A nuclear ghost town in Japan welcomes back residents this week


Namie is a ghost town: its back streets deserted, its shops shuttered. Weeds push through the cracks between paving stones and black bags of radioactive soil are piled up everywhere.

The town was hurriedly evacuated six years ago after an earthquake and tsunami triggered a meltdown at the Fukushima Daiichi nuclear power station about 5 kilometres away. Is it ready for the return of its population?

The Japanese government seems to think so. From 1 April, restrictions on access will cease, the first train will pull into the railway station, buses will run again, and its 21,000 former residents will be able to resume their lives there.

When I visited last August, Namie was strangely ordered. Workers were repairing roads and buildings damaged by the earthquake and left empty since the evacuation. Truck drivers bringing construction materials into the town obeyed the still-working traffic lights. I peered through the window of a hairdressing salon that could just have been shut for lunch, with strands of hair on the floor and magazines in a rack by the door. Abandoned bicycles stood upright in shelters. One still had an umbrella in its basket.

In the old city hall, officials were planning the citizens’ return. Not before time.

For a few days back in 2011, Namie was dangerously radioactive. But the short-lived isotopes were soon gone. “People could have been returning after a month, when the iodine had disappeared,” says Shunichi Yamashita, a thyroid cancer specialist at Fukushima Medical University, who had been advising the Japanese government in the aftermath of the accident.

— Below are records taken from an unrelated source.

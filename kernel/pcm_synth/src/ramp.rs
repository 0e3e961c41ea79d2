//! A periodic ramp (sawtooth) waveform.
//!
//! Each period rises linearly from `i16::MIN` to `0`, then restarts.
//! Every channel of a frame carries the same value.

use simple_audio_out::SamplingRate;
use uefi::{Result, Status};

fn div_round_up(a: usize, b: usize) -> usize {
    (a + b - 1) / b
}

/// Returns the ramp period in frames, `ceil(sampling_rate / frequency)`.
///
/// Returns `INVALID_PARAMETER` if `frequency` or `sampling_rate` is zero.
pub fn period(sampling_rate: SamplingRate, frequency: u16) -> Result<usize> {
    if frequency == 0 || sampling_rate.hz() == 0 {
        return Err(Status::INVALID_PARAMETER.into());
    }
    Ok(div_round_up(sampling_rate.hz() as usize, frequency as usize))
}

/// Returns the sample at `phase` within a ramp of `period` frames.
///
/// Phase 0 is `i16::MIN` and phase `period - 1` is `0`.
/// A single-frame period stays at `i16::MIN`.
pub fn sample(phase: usize, period: usize) -> i16 {
    debug_assert!(phase < period);
    if period <= 1 {
        return i16::MIN;
    }
    let low = i16::MIN as i64;
    let span = 0 - low;
    let value = low + span * phase as i64 / (period as i64 - 1);
    value as i16
}

/// Fills `samples` with interleaved frames of a ramp with the given `period`.
///
/// `period` comes from [`period()`] and is never zero.
/// `samples.len()` must be a multiple of `channel_count`; a trailing partial frame is left untouched.
pub(crate) fn fill(samples: &mut [i16], channel_count: u8, period: usize) {
    debug_assert!(period > 0);
    let channels = channel_count.max(1) as usize;
    for (index, frame) in samples.chunks_exact_mut(channels).enumerate() {
        frame.fill(sample(index % period, period));
    }
}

His advice was ignored. So only now, six years on, is Namie about to reopen for business. The question is: how many will want to return.

Reluctant to return

After the government evacuated more than 100,000 people living within 20 kilometres of the stricken power plant, it said they should be allowed to return to their homes when radiation dose levels fell below 20 millisieverts a year. That is a fifth of the level at which doctors say long-term health effects are possible.

On my journey to Namie, my Geiger counter recorded levels exceeding that threshold in some villages in the nearby mountains. But the town itself has long since dropped below, as radioactivity decayed and workers removed contaminated soil and vegetation. Here I recorded typical doses of around 2 millisieverts, little more than background level.

Even so, evacuees are proving reluctant to return. In the nearby town of Naraha, only a fifth of people returned when the government gave the green light in September 2015, and surveys suggest Namie will be no different.

One reason is that the accident and its chaotic aftermath broke public trust in official reassurances about anything nuclear. “It’s very difficult to convince the public that it is safe to return. They don’t accept the scientists’ view, because they see us as nuclear allies,” Ken Nollett, director of radiation health at the Fukushima Medical University, told me.

Fears of radiation are deep-seated. Ito Tatsuya, a former teacher whose wife had run a pharmacy close to the railway station in Namie, told me that however much money is spent trying to decontaminate and rehabilitate his town, “it’s a strange feeling, but I never want to go there again”.

It probably doesn’t help that there have been reports recently of sky-high radiation levels inside the molten core of one of the reactors – levels that would kill humans in seconds, and even disable robots’ electronics within minutes.

Another reason for the reluctance to return is that the long delay in reopening the town means that many evacuees have built new lives elsewhere. They have new jobs, homes and schools for their children.

As the all-clear is sounded in Namie, there is a growing concern that it may be destined to remain a ghost town in an empty landscape for decades to come. Resurgent wildlife may remain the main residents. Wild boar root around in gardens and break into homes. In the eerie silence as I prepared to depart Namie, an urgent message came over the public address system in the street: a bear had been spotted on the outskirts of the town.